Although CSA with large needles and catheters was associated with a high incidence of postdural puncture headache (PDPH), it is now well accepted that PDPH is due to leakage of cerebrospinal fluid through the dural puncture and to the size of the needle used.¹^,⁴^–⁶ Thus, the development of microcatheters (28-gauge to 32-gauge) has significantly reduced the incidence of this complication.¹^,⁴^,⁷^,⁸

Unfortunately, the use of microcatheters was discontinued in the USA⁹ and Australia following case reports of cauda equina syndrome,¹⁰ based mainly on the results of case studies or small studies. However, case reports are considered level-4 evidence, and up to now, there is a lack of evidence from larger studies about microcatheter-related adverse events, including neurological deficits and motor impairment. Moreover, there is ample evidence that the cauda equina syndrome was not caused by the microcatheter itself but instead by high concentrations of local anesthetics,²^,⁷^,¹⁰^,¹¹ maldistribution of local anesthetics,¹⁰^,¹²^–¹⁴ and/or the inexperience of the anesthesiologists.¹⁴^,¹⁵ Furthermore, several authors have made recommendations to improve the technique of placing the microcatheter or Spinocath^® and to ensure safety.¹^,³^,⁵^,⁷^,⁸^,¹⁰^,¹²^–²² Thus, CSA is still widely used in Europe for surgery of the lower limbs and hypogastric region, and the use of microcatheters and Spinocath^® still seems to be the best approach in avoiding PDPH.

Only six larger (n ≥ 100) studies on CSA with microcatheters⁶^,⁷^,¹⁷^,¹⁸ and Spinocath^®,¹⁹^,²¹ investigated the feasibility and safety of CSA. Three of them⁶^,⁷^,¹⁹ (n = 332, n = 100, n = 117, respectively) reported low PDPH rates of 1.5%,1.0%, and 1.7%, respectively. None of these three studies reported severe complications, and they all concluded that this technique was safe and feasible. Two studies about the efficacy of CSA for labor analgesia¹⁷^,²¹ (n = 127, n = 329, respectively) reported high PDPH rates of 33.1% and 9%, respectively, possibly due to the younger age of the women and the insertion of larger catheters. The only major complication was one case (0.8%) of paresthesia, which resolved entirely by the fourth postoperative day.¹⁷ PDPH is age-related – one study with only geriatric patients (n = 154) reported no cases of PDPH or other neurologic complications.¹⁸

The aim of the present analysis was to evaluate the safety of CSA with microcatheters in a large patient population.

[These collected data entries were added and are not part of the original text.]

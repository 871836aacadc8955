//! Item business logic - Handles listing, creating, editing and deleting items.
//!
//! Inputs are validated explicitly before anything touches the database. A rejected
//! input is handed back unchanged inside [`Error::ValidationFailed`] together with one
//! [`FieldError`] per offending field. Updates are read-modify-write: the stored row is
//! fetched by id and only the mutable fields are replaced. Deleting an item removes its
//! serial numbers first, within the same database transaction.

use crate::{
    entities::{Category, Item, SerialNumber, item, serial_number},
    errors::{Error, Result},
};
use sea_orm::{QueryOrder, Set, TransactionTrait, prelude::*};
use serde::{Deserialize, Serialize};
use tracing::{debug, info, instrument};

/// Values submitted for creating or editing an item.
#[derive(Debug, Clone, PartialEq, Serialize, Deserialize)]
pub struct ItemInput {
    /// Display name
    pub name: String,
    /// Unit price
    pub price: f64,
    /// Category the item is filed under
    pub category_id: i64,
}

impl ItemInput {
    /// Builds an input from borrowed values.
    #[must_use]
    pub fn new(name: &str, price: f64, category_id: i64) -> Self {
        Self {
            name: name.to_string(),
            price,
            category_id,
        }
    }
}

/// A single rejected field.
#[derive(Debug, Clone, PartialEq, Eq, Serialize)]
pub struct FieldError {
    /// Field name as it appears in [`ItemInput`]
    pub field: &'static str,
    /// Human-readable reason
    pub message: String,
}

impl FieldError {
    /// Creates a field error.
    #[must_use]
    pub fn new(field: &'static str, message: &str) -> Self {
        Self {
            field,
            message: message.to_string(),
        }
    }
}

/// An item joined with its category name, as shown in the inventory listing.
#[derive(Debug, Clone, PartialEq, Serialize)]
pub struct ItemListing {
    /// Item id
    pub id: i64,
    /// Item name
    pub name: String,
    /// Unit price
    pub price: f64,
    /// Referenced category id
    pub category_id: i64,
    /// Name of the category, `None` if the reference does not resolve
    pub category_name: Option<String>,
}

/// Checks the shape of an item input without touching the database.
///
/// Returns every problem found, empty when the input is acceptable.
#[must_use]
pub fn validate_item_input(input: &ItemInput) -> Vec<FieldError> {
    let mut errors = Vec::new();

    if input.name.trim().is_empty() {
        errors.push(FieldError::new("name", "Name is required"));
    }

    if !input.price.is_finite() {
        errors.push(FieldError::new("price", "Price must be a number"));
    } else if input.price < 0.0 {
        errors.push(FieldError::new("price", "Price must not be negative"));
    }

    errors
}

fn ensure_valid(input: &ItemInput) -> Result<()> {
    let errors = validate_item_input(input);
    if errors.is_empty() {
        Ok(())
    } else {
        Err(Error::ValidationFailed {
            input: input.clone(),
            errors,
        })
    }
}

async fn ensure_category_exists<C: ConnectionTrait>(db: &C, input: &ItemInput) -> Result<()> {
    if Category::find_by_id(input.category_id).one(db).await?.is_some() {
        return Ok(());
    }

    Err(Error::ValidationFailed {
        input: input.clone(),
        errors: vec![FieldError::new("category_id", "Category does not exist")],
    })
}

/// Retrieves every item joined with its category, ordered by id (insertion order).
pub async fn list_items_with_category(db: &DatabaseConnection) -> Result<Vec<ItemListing>> {
    let rows = Item::find()
        .find_also_related(Category)
        .order_by_asc(item::Column::Id)
        .all(db)
        .await?;

    Ok(rows
        .into_iter()
        .map(|(item, category)| ItemListing {
            id: item.id,
            name: item.name,
            price: item.price,
            category_id: item.category_id,
            category_name: category.map(|c| c.name),
        })
        .collect())
}

/// Retrieves a single item by id. The category is not joined.
pub async fn get_item_by_id(db: &DatabaseConnection, item_id: i64) -> Result<Option<item::Model>> {
    Item::find_by_id(item_id).one(db).await.map_err(Into::into)
}

/// Creates a new item after validating the input.
///
/// # Errors
/// Returns an error if:
/// - The name is empty or whitespace-only
/// - The price is negative or not finite (NaN, infinity)
/// - The category does not exist
/// - The database insert operation fails
#[instrument(skip(db))]
pub async fn create_item(db: &DatabaseConnection, input: ItemInput) -> Result<item::Model> {
    ensure_valid(&input)?;
    ensure_category_exists(db, &input).await?;

    let item = item::ActiveModel {
        name: Set(input.name.trim().to_string()),
        price: Set(input.price),
        category_id: Set(input.category_id),
        ..Default::default()
    };
    let created = item.insert(db).await?;

    info!("Created item {} ({})", created.id, created.name);
    Ok(created)
}

/// Replaces the name, price and category of an existing item.
///
/// Field validation runs first, then the item lookup, then the category check.
/// Nothing is written unless all three pass.
///
/// # Errors
/// Returns an error if:
/// - The input fails validation (see [`create_item`])
/// - No item with `item_id` exists
/// - The database update operation fails
#[instrument(skip(db))]
pub async fn update_item(
    db: &DatabaseConnection,
    item_id: i64,
    input: ItemInput,
) -> Result<item::Model> {
    ensure_valid(&input)?;

    let mut item: item::ActiveModel = Item::find_by_id(item_id)
        .one(db)
        .await?
        .ok_or(Error::ItemNotFound { id: item_id })?
        .into();

    ensure_category_exists(db, &input).await?;

    item.name = Set(input.name.trim().to_string());
    item.price = Set(input.price);
    item.category_id = Set(input.category_id);

    let updated = item.update(db).await?;
    info!("Updated item {}", updated.id);
    Ok(updated)
}

/// Deletes an item together with all of its serial numbers.
///
/// Both deletions run in one transaction. Deleting an id that does not exist is
/// not an error.
///
/// Returns `true` if an item was removed, `false` if there was nothing to delete.
#[instrument(skip(db))]
pub async fn delete_item(db: &DatabaseConnection, item_id: i64) -> Result<bool> {
    let txn = db.begin().await?;

    let Some(item) = Item::find_by_id(item_id).one(&txn).await? else {
        debug!("Item {item_id} does not exist; nothing to delete");
        txn.commit().await?;
        return Ok(false);
    };

    let removed = SerialNumber::delete_many()
        .filter(serial_number::Column::ItemId.eq(item_id))
        .exec(&txn)
        .await?;

    item.delete(&txn).await?;
    txn.commit().await?;

    info!(
        "Deleted item {item_id} and {} serial number(s)",
        removed.rows_affected
    );
    Ok(true)
}
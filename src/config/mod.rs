/// Database connection and table creation
pub mod database;

/// Application settings loaded from config.toml
pub mod settings;
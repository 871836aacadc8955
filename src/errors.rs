//! Unified error types for the inventory store.
//!
//! Every operation returns [`Result`]. Storage failures are split into
//! [`Error::StorageUnavailable`] (the database could not be reached) and
//! [`Error::Database`] (everything else SeaORM reports).

use crate::core::item::{FieldError, ItemInput};
use sea_orm::DbErr;
use thiserror::Error;

/// Errors surfaced by the inventory store.
#[derive(Debug, Error)]
pub enum Error {
    /// Item values were rejected. The input is handed back as submitted so a form
    /// can be re-rendered without data loss.
    #[error("Validation failed: {}", format_field_errors(.errors))]
    ValidationFailed {
        /// The input exactly as it was submitted
        input: ItemInput,
        /// One entry per rejected field
        errors: Vec<FieldError>,
    },

    /// No item exists with the given id.
    #[error("Item not found: {id}")]
    ItemNotFound {
        /// The id that was looked up
        id: i64,
    },

    /// The backing database could not be reached.
    #[error("Storage unavailable: {message}")]
    StorageUnavailable {
        /// Driver message describing the connection failure
        message: String,
    },

    /// Any other database failure.
    #[error("Database error: {0}")]
    Database(DbErr),

    /// The tabular export encoder failed.
    #[error("Export error: {message}")]
    Export {
        /// Encoder error description
        message: String,
    },

    /// Configuration could not be loaded or is invalid.
    #[error("Configuration error: {message}")]
    Config {
        /// What went wrong
        message: String,
    },

    /// Report data could not be serialized.
    #[error("JSON error: {0}")]
    Json(#[from] serde_json::Error),

    /// Filesystem failure, e.g. while writing an export file.
    #[error("I/O error: {0}")]
    Io(#[from] std::io::Error),
}

impl From<DbErr> for Error {
    fn from(err: DbErr) -> Self {
        match err {
            DbErr::Conn(e) => Self::StorageUnavailable {
                message: e.to_string(),
            },
            DbErr::ConnectionAcquire(e) => Self::StorageUnavailable {
                message: e.to_string(),
            },
            other => Self::Database(other),
        }
    }
}

impl From<rust_xlsxwriter::XlsxError> for Error {
    fn from(err: rust_xlsxwriter::XlsxError) -> Self {
        Self::Export {
            message: err.to_string(),
        }
    }
}

impl From<csv::Error> for Error {
    fn from(err: csv::Error) -> Self {
        Self::Export {
            message: err.to_string(),
        }
    }
}

fn format_field_errors(errors: &[FieldError]) -> String {
    errors
        .iter()
        .map(|e| format!("{}: {}", e.field, e.message))
        .collect::<Vec<_>>()
        .join("; ")
}

/// Convenience `Result` type
pub type Result<T> = std::result::Result<T, Error>;
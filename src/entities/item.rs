//! Item entity - A stocked product with a price and a category.
//!
//! Each item belongs to exactly one category and owns any number of serial numbers.
//! Serial numbers must be removed before their item (see `core::item::delete_item`).

use sea_orm::entity::prelude::*;
use serde::{Deserialize, Serialize};

/// Item database model
#[derive(Clone, Debug, PartialEq, DeriveEntityModel, Serialize, Deserialize)]
#[sea_orm(table_name = "items")]
pub struct Model {
    /// Unique identifier for the item
    #[sea_orm(primary_key)]
    pub id: i64,
    /// Display name of the item (e.g., "Product 1")
    pub name: String,
    /// Unit price, never negative
    pub price: f64,
    /// ID of the category this item is filed under
    pub category_id: i64,
}

/// Defines relationships between Item and other entities
#[derive(Copy, Clone, Debug, EnumIter, DeriveRelation)]
pub enum Relation {
    /// Each item belongs to one category
    #[sea_orm(
        belongs_to = "super::category::Entity",
        from = "Column::CategoryId",
        to = "super::category::Column::Id"
    )]
    Category,
    /// One item has many serial numbers
    #[sea_orm(has_many = "super::serial_number::Entity")]
    SerialNumbers,
}

impl Related<super::category::Entity> for Entity {
    fn to() -> RelationDef {
        Relation::Category.def()
    }
}

impl Related<super::serial_number::Entity> for Entity {
    fn to() -> RelationDef {
        Relation::SerialNumbers.def()
    }
}

impl ActiveModelBehavior for ActiveModel {}
use clap::{Parser, Subcommand};
use dotenvy::dotenv;
use inventory_store::{
    config::{
        database,
        settings::{self, ExportFormat},
    },
    core::{category, item, item::ItemInput, report, sample},
    errors::{Error, Result},
    export,
};
use serde::Serialize;
use std::path::PathBuf;
use tracing::{error, info};
use tracing_subscriber::EnvFilter;

#[derive(Parser)]
#[command(name = "inventory-store")]
#[command(about = "Inventory store operations CLI")]
struct Cli {
    #[command(subcommand)]
    command: Commands,
}

#[derive(Subcommand)]
enum Commands {
    /// List every item with its category name
    List,
    /// List category options
    Categories,
    /// Show a single item
    Show { id: i64 },
    /// Create an item
    Create {
        #[arg(long)]
        name: String,
        #[arg(long, allow_negative_numbers = true)]
        price: f64,
        #[arg(long)]
        category_id: i64,
    },
    /// Replace an item's name, price and category
    Update {
        id: i64,
        #[arg(long)]
        name: String,
        #[arg(long, allow_negative_numbers = true)]
        price: f64,
        #[arg(long)]
        category_id: i64,
    },
    /// Delete an item and its serial numbers
    Delete { id: i64 },
    /// Print item counts per category as JSON
    Report,
    /// Insert the ten sample items
    GenerateSample,
    /// Write the inventory spreadsheet
    Export {
        /// Output file, defaults to the suggested filename in the current directory
        #[arg(long)]
        output: Option<PathBuf>,
        /// Overrides the format from config.toml
        #[arg(long, value_enum)]
        format: Option<ExportFormat>,
    },
}

fn print_json<T: Serialize>(value: &T) -> Result<()> {
    println!("{}", serde_json::to_string_pretty(value)?);
    Ok(())
}

#[tokio::main(flavor = "current_thread")]
async fn main() -> Result<()> {
    // 1. Initialize tracing (as early as possible)
    tracing_subscriber::fmt()
        .with_env_filter(
            EnvFilter::try_from_default_env().unwrap_or_else(|_| EnvFilter::new("info")),
        )
        .init();

    // 2. Load .env file (non-fatal, env vars can be set externally)
    dotenv().ok();

    let cli = Cli::parse();

    // 3. Load settings
    let app_config = settings::load_default_config()
        .inspect_err(|e| error!("Failed to load configuration: {e}"))?;

    // 4. Connect and make sure the schema and categories exist
    let db = database::create_connection()
        .await
        .inspect_err(|e| error!("Failed to connect to database: {e}"))?;
    database::create_tables(&db).await?;
    category::seed_categories(&db, &app_config.categories).await?;

    // 5. Run the command
    match cli.command {
        Commands::List => print_json(&item::list_items_with_category(&db).await?)?,
        Commands::Categories => print_json(&category::get_category_options(&db).await?)?,
        Commands::Show { id } => match item::get_item_by_id(&db, id).await? {
            Some(found) => print_json(&found)?,
            None => return Err(Error::ItemNotFound { id }),
        },
        Commands::Create {
            name,
            price,
            category_id,
        } => {
            let created = item::create_item(&db, ItemInput::new(&name, price, category_id))
                .await
                .inspect_err(|e| error!("{e}"))?;
            print_json(&created)?;
        }
        Commands::Update {
            id,
            name,
            price,
            category_id,
        } => {
            let updated = item::update_item(&db, id, ItemInput::new(&name, price, category_id))
                .await
                .inspect_err(|e| error!("{e}"))?;
            print_json(&updated)?;
        }
        Commands::Delete { id } => {
            if item::delete_item(&db, id).await? {
                info!("Item {id} deleted");
            } else {
                info!("Item {id} did not exist");
            }
        }
        Commands::Report => print_json(&report::count_items_by_category_name(&db).await?)?,
        Commands::GenerateSample => {
            let inserted = sample::generate_sample_items(&db).await?;
            info!("Inserted {inserted} sample items");
        }
        Commands::Export { output, format } => {
            let encoder = export::encoder_for(format.unwrap_or(app_config.export.format));
            let file = report::export_inventory_table(&db, encoder.as_ref()).await?;
            let path = output.unwrap_or_else(|| PathBuf::from(&file.filename));
            std::fs::write(&path, &file.bytes)?;
            info!(
                "Wrote {} ({}, {} bytes)",
                path.display(),
                file.content_type,
                file.bytes.len()
            );
        }
    }

    Ok(())
}
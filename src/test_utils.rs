//! Shared test utilities for the inventory store.
//!
//! This module provides common helper functions for setting up test databases
//! and creating test entities with sensible defaults.

use crate::{
    config::settings::CategoryConfig,
    core::{
        category,
        item::{self, ItemInput},
    },
    entities,
    errors::Result,
};
use sea_orm::{ActiveModelTrait, DatabaseConnection, EntityTrait, QueryOrder, Set};

/// Creates an in-memory `SQLite` database with all tables initialized.
/// This is the standard setup for all integration tests.
pub async fn setup_test_db() -> Result<DatabaseConnection> {
    let db = sea_orm::Database::connect("sqlite::memory:").await?;
    crate::config::database::create_tables(&db).await?;
    Ok(db)
}

/// Sets up a test database seeded with "Electronics" (id 1) and "Groceries" (id 2).
/// Returns (db, categories) in id order.
pub async fn setup_with_categories() -> Result<(DatabaseConnection, Vec<entities::category::Model>)>
{
    let db = setup_test_db().await?;
    let configs = ["Electronics", "Groceries"].map(|name| CategoryConfig {
        name: name.to_string(),
    });
    category::seed_categories(&db, &configs).await?;

    let categories = entities::Category::find()
        .order_by_asc(entities::category::Column::Id)
        .all(&db)
        .await?;
    Ok((db, categories))
}

/// Inserts a category directly, without the duplicate-name check of seeding.
pub async fn create_test_category(
    db: &DatabaseConnection,
    name: &str,
) -> Result<entities::category::Model> {
    let category = entities::category::ActiveModel {
        name: Set(name.to_string()),
        ..Default::default()
    };
    category.insert(db).await.map_err(Into::into)
}

/// Creates a test item with sensible defaults.
///
/// # Defaults
/// * price: 10.0
pub async fn create_test_item(
    db: &DatabaseConnection,
    name: &str,
    category_id: i64,
) -> Result<entities::item::Model> {
    item::create_item(db, ItemInput::new(name, 10.0, category_id)).await
}

/// Attaches a serial number to an item.
pub async fn create_test_serial_number(
    db: &DatabaseConnection,
    item_id: i64,
) -> Result<entities::serial_number::Model> {
    let serial_number = entities::serial_number::ActiveModel {
        item_id: Set(item_id),
        ..Default::default()
    };
    serial_number.insert(db).await.map_err(Into::into)
}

This study focused on the incidence of neurologic complications such as PDPH, cauda equina syndrome, and other persistent neurological deficiencies.

Methods

Patients

After approval by the regional ethical committee, the medical records of all patients undergoing CSA with a 22-gauge Quincke needle and a 28-gauge microcatheter during the past 6 years were reviewed. At this hospital, all patients (ASA I-III) undergoing surgery for allogenic joint replacement of the knee or hip, or undergoing arthroscopic surgery of the knee joint, received CSA via a 28-gauge microcatheter. Contraindications for CSA were lack of patient compliance, pathological coagulation (Quicktest < 50%, PTT > 50 sec, platelets < 50,000 gigaparticles/L), local infection in the puncture area, and severe deformity of the spinal column. The patients were informed about potential complications, and written informed consent for anesthesia was obtained from each patient. Patients were provided with a questionnaire about the anesthesia on the third postoperative day. This questionnaire was the quality-assurance tool for all patients undergoing anesthesia; it was individually administered and received by anesthesiologists or pain nurses. All patients were examined for neurological impairment before leaving the hospital. There were 97 patients (7.4%) who were not included in this analysis due to failure of microcatheter placement or lack of analgesia. Other data, such as dose-dependent spreading of regional anesthesia, onset time of anesthesia, or pain scores, were not similar or were not systematically documented. These were limitations of our retrospective study.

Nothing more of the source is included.